# 2010 gti brake rotors



## ohyeaitsagti (Apr 28, 2008)

So im either tempted to cut my rotors or replace them, ive had a slight shudder i wouldn't even call it a pulsation since day 1. dealer "didn't feel it" when i dropped it off but i didn't have time to go for a ride another day. now im out of there 12/12 warranty for brakes and im either going to cut them where i work and or put a set of 4 new rotors. not sure if vw make them cuttable or if its r+r only.

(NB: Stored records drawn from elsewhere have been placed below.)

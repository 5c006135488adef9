//! Experience Engine CLI
//!
//! Normalizes one or more carrier exports and writes, per input file:
//!   <stem>.report.json      full report (mapping, validation, aggregates)
//!   <stem>.claims.<ext>     processed claims (per-claimant files only)
//!
//! Inputs sharing a stem get `_2`, `_3`, ... in argument order.
//!
//! Files are independent snapshots and are processed in parallel.
//!
//! Usage:
//!   experience-engine claims.csv experience.csv --config plan.json --output-dir out
//!   RUST_LOG=debug experience-engine claims.csv --format json

use std::collections::HashSet;
use std::fs::{self, File};
use std::io::BufWriter;
use std::path::{Path, PathBuf};
use std::time::Instant;

use anyhow::{bail, Context, Result};
use clap::{Parser, ValueEnum};
use rayon::prelude::*;

use experience_engine::export::{export_to_path, ExportFormat};
use experience_engine::ingest::DEFAULT_CHUNK_SIZE;
use experience_engine::mapping::{MappingOptions, DEFAULT_MATCH_THRESHOLD};
use experience_engine::{Configuration, EngineReport, ExperienceEngine, ValidationOptions};

#[derive(Debug, Clone, Copy, ValueEnum)]
enum Format {
    Csv,
    Json,
}

impl From<Format> for ExportFormat {
    fn from(format: Format) -> Self {
        match format {
            Format::Csv => ExportFormat::Csv,
            Format::Json => ExportFormat::Json,
        }
    }
}

/// CLI arguments
#[derive(Parser, Debug)]
#[command(name = "experience-engine")]
#[command(about = "Normalize carrier claims/experience CSVs and compute plan metrics")]
#[command(version)]
struct Args {
    /// Carrier CSV files to process
    #[arg(required = true)]
    inputs: Vec<PathBuf>,

    /// Plan configuration (JSON); defaults apply when omitted
    #[arg(long)]
    config: Option<PathBuf>,

    /// Directory for output files
    #[arg(long, default_value = ".")]
    output_dir: PathBuf,

    /// Format for the processed-claims export
    #[arg(long, value_enum, default_value = "csv")]
    format: Format,

    /// Fuzzy match threshold; a column binds when similarity >= 1 - threshold
    #[arg(long, default_value_t = DEFAULT_MATCH_THRESHOLD)]
    threshold: f64,

    /// Normalize rows even when required columns are unmapped
    #[arg(long)]
    allow_missing_required: bool,

    /// Byte window for chunked ingestion
    #[arg(long, default_value_t = DEFAULT_CHUNK_SIZE)]
    chunk_size: usize,
}

fn file_stem(path: &Path) -> String {
    path.file_stem()
        .map(|s| s.to_string_lossy().into_owned())
        .unwrap_or_else(|| "input".to_string())
}

/// Output stem per input, suffixed where several inputs share one
fn output_stems(inputs: &[PathBuf]) -> Vec<String> {
    let mut used = HashSet::new();
    inputs
        .iter()
        .map(|input| {
            let base = file_stem(input);
            let mut stem = base.clone();
            let mut n = 2;
            while !used.insert(stem.clone()) {
                stem = format!("{}_{}", base, n);
                n += 1;
            }
            stem
        })
        .collect()
}

fn write_outputs(stem: &str, report: &EngineReport, args: &Args) -> Result<()> {
    let report_path = args.output_dir.join(format!("{}.report.json", stem));
    let file = File::create(&report_path)
        .with_context(|| format!("creating {}", report_path.display()))?;
    serde_json::to_writer_pretty(BufWriter::new(file), report)?;

    if let Some(claims) = report.as_claims() {
        let format = ExportFormat::from(args.format);
        let claims_path = args.output_dir.join(format!("{}.claims.{}", stem, format.extension()));
        export_to_path(&claims_path, &claims.claims, format)
            .with_context(|| format!("writing {}", claims_path.display()))?;
    }
    Ok(())
}

fn print_summary(input: &Path, report: &EngineReport) {
    let v = report.validation();
    println!("{}", input.display());
    println!("  Schema:   {}", report.schema_type().as_str());
    println!(
        "  Rows:     {} valid / {} total ({} errors, {} warnings)",
        v.valid_rows,
        v.total_rows,
        v.errors.len(),
        v.warnings.len()
    );
    for issue in v.errors.iter().take(10) {
        println!("    row {:>5} {:<20} {} [{}]", issue.row, issue.field, issue.message, issue.value);
    }

    match report {
        EngineReport::Claims(r) => {
            let m = &r.metrics;
            println!("  Claims:   {} across {} claimants", m.claim_count, m.claimant_count);
            println!("  Total:    ${:.2}", m.total_claims);
            println!("  Net paid: ${:.2}", m.total_net_paid);
            println!("  Over stop-loss threshold: {}", m.claims_over_threshold);
        }
        EngineReport::Experience(r) => {
            if let Some(last) = r.summaries.last() {
                let ratio = last
                    .rolling_12_loss_ratio
                    .map(|x| format!("{:.1}%", x * 100.0))
                    .unwrap_or_else(|| "n/a".to_string());
                println!("  Months:   {}", r.summaries.len());
                println!("  Rolling 12 loss ratio ({}): {}", last.month, ratio);
            }
        }
    }
}

fn main() -> Result<()> {
    env_logger::init();
    let args = Args::parse();
    let start = Instant::now();

    let config = match &args.config {
        Some(path) => Configuration::from_json_path(path)
            .with_context(|| format!("loading configuration {}", path.display()))?,
        None => Configuration::default(),
    };

    let engine = ExperienceEngine::new(config)?
        .with_mapping_options(MappingOptions {
            threshold: args.threshold,
            ..MappingOptions::default()
        })
        .with_validation_options(ValidationOptions {
            allow_missing_required: args.allow_missing_required,
        })
        .with_chunk_size(args.chunk_size);

    fs::create_dir_all(&args.output_dir)
        .with_context(|| format!("creating {}", args.output_dir.display()))?;

    let stems = output_stems(&args.inputs);
    let results: Vec<(&PathBuf, Result<EngineReport>)> = args
        .inputs
        .par_iter()
        .zip(&stems)
        .map(|(input, stem)| {
            let result = engine
                .process_file(input)
                .with_context(|| format!("processing {}", input.display()))
                .and_then(|report| write_outputs(stem, &report, &args).map(|_| report));
            (input, result)
        })
        .collect();

    let mut failures = 0;
    for (input, result) in &results {
        match result {
            Ok(report) => print_summary(input, report),
            Err(e) => {
                failures += 1;
                eprintln!("{}: {:#}", input.display(), e);
            }
        }
    }

    println!("\nTotal time: {:?}", start.elapsed());
    if failures > 0 {
        bail!("{} of {} files failed", failures, results.len());
    }
    Ok(())
}

#[cfg(test)]
mod tests {
    use super::*;

    #[test]
    fn test_shared_stems_get_distinct_outputs() {
        let inputs: Vec<PathBuf> = ["jan/claims.csv", "feb/claims.csv", "claims_2.txt", "experience.csv"]
            .iter()
            .map(PathBuf::from)
            .collect();
        assert_eq!(output_stems(&inputs), vec!["claims", "claims_2", "claims_2_2", "experience"]);
    }

    #[test]
    fn test_distinct_stems_unchanged() {
        let inputs = vec![PathBuf::from("a.csv"), PathBuf::from("b.csv")];
        assert_eq!(output_stems(&inputs), vec!["a", "b"]);
    }
}
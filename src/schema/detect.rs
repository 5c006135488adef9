//! Schema classification for an unknown header set
//!
//! Classification is best-effort. Exact header matches decide when one
//! schema clearly wins; otherwise two keyword heuristics are tried and
//! anything still ambiguous is `Unknown`.

use super::SchemaType;
use crate::mapping::count_exact_matches;

const COST_CATEGORY_KEYWORDS: &[&str] = &["category"];
const PER_CLAIMANT_KEYWORDS: &[&str] = &["claimant", "member id", "member_id", "memberid"];

/// Classify observed headers as one of the known schemas
pub fn detect_schema_type<S: AsRef<str>>(observed: &[S]) -> SchemaType {
    let cost_matches = count_exact_matches(observed, SchemaType::CostCategory);
    let claimant_matches = count_exact_matches(observed, SchemaType::PerClaimant);

    log::debug!(
        "schema detection: cost_category={} per_claimant={} exact matches",
        cost_matches,
        claimant_matches
    );

    if cost_matches > claimant_matches {
        return SchemaType::CostCategory;
    }
    if claimant_matches > cost_matches {
        return SchemaType::PerClaimant;
    }

    // Claimant ids outrank "category", which per-claimant files carry as a service category
    if any_header_contains(observed, PER_CLAIMANT_KEYWORDS) {
        SchemaType::PerClaimant
    } else if any_header_contains(observed, COST_CATEGORY_KEYWORDS) {
        SchemaType::CostCategory
    } else {
        SchemaType::Unknown
    }
}

fn any_header_contains<S: AsRef<str>>(observed: &[S], keywords: &[&str]) -> bool {
    observed.iter().any(|h| {
        let h = h.as_ref().trim().to_lowercase();
        keywords.iter().any(|k| h.contains(k))
    })
}

#[cfg(test)]
mod tests {
    use super::*;

    #[test]
    fn test_exact_matches_decide() {
        let headers = ["month", "category", "amount", "Notes"];
        assert_eq!(detect_schema_type(&headers), SchemaType::CostCategory);

        let headers = ["CLAIMANT_ID", "claim_date", "medical_amount"];
        assert_eq!(detect_schema_type(&headers), SchemaType::PerClaimant);
    }

    #[test]
    fn test_tie_falls_back_to_category_keyword() {
        let headers = ["Reporting Period", "Cost Category", "Dollars"];
        assert_eq!(detect_schema_type(&headers), SchemaType::CostCategory);
    }

    #[test]
    fn test_tie_falls_back_to_claimant_keyword() {
        let headers = ["Claim Date", "Claimant ID", "Medical", "Rx"];
        assert_eq!(detect_schema_type(&headers), SchemaType::PerClaimant);

        let headers = ["Member ID", "DOS", "Paid"];
        assert_eq!(detect_schema_type(&headers), SchemaType::PerClaimant);
    }

    #[test]
    fn test_claimant_keyword_checked_first() {
        let headers = ["Claim Date", "Member ID", "Service Category", "Paid"];
        assert_eq!(detect_schema_type(&headers), SchemaType::PerClaimant);

        let headers = ["Claimant", "Service Category"];
        assert_eq!(detect_schema_type(&headers), SchemaType::PerClaimant);
    }

    #[test]
    fn test_unknown_when_nothing_resolves() {
        let headers = ["foo", "bar", "baz"];
        assert_eq!(detect_schema_type(&headers), SchemaType::Unknown);
        let empty: [&str; 0] = [];
        assert_eq!(detect_schema_type(&empty), SchemaType::Unknown);
    }
}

Also is anyone running a slotted rotor or drilled that is good? not ones that rust and look like crap after a month


----------



## GTijoejoe (Oct 6, 2001)

If the rotors are so new and plenty of life on them, of course they are turnable.


----------



## ohyeaitsagti (Apr 28, 2008)

i understand that im just saying my 05 i was told by vw they are replace only. just making sure. thanks


----------



## GTijoejoe (Oct 6, 2001)

ohyeaitsagti said:


> i understand that im just saying my 05 i was told by vw they are replace only. just making sure. thanks


That is really just the service strategy.... by the time you 'should' need new ones by normal service the thickness of the disk is such that you need replacing as they are not designed thick enough from the factory to be turned.


----------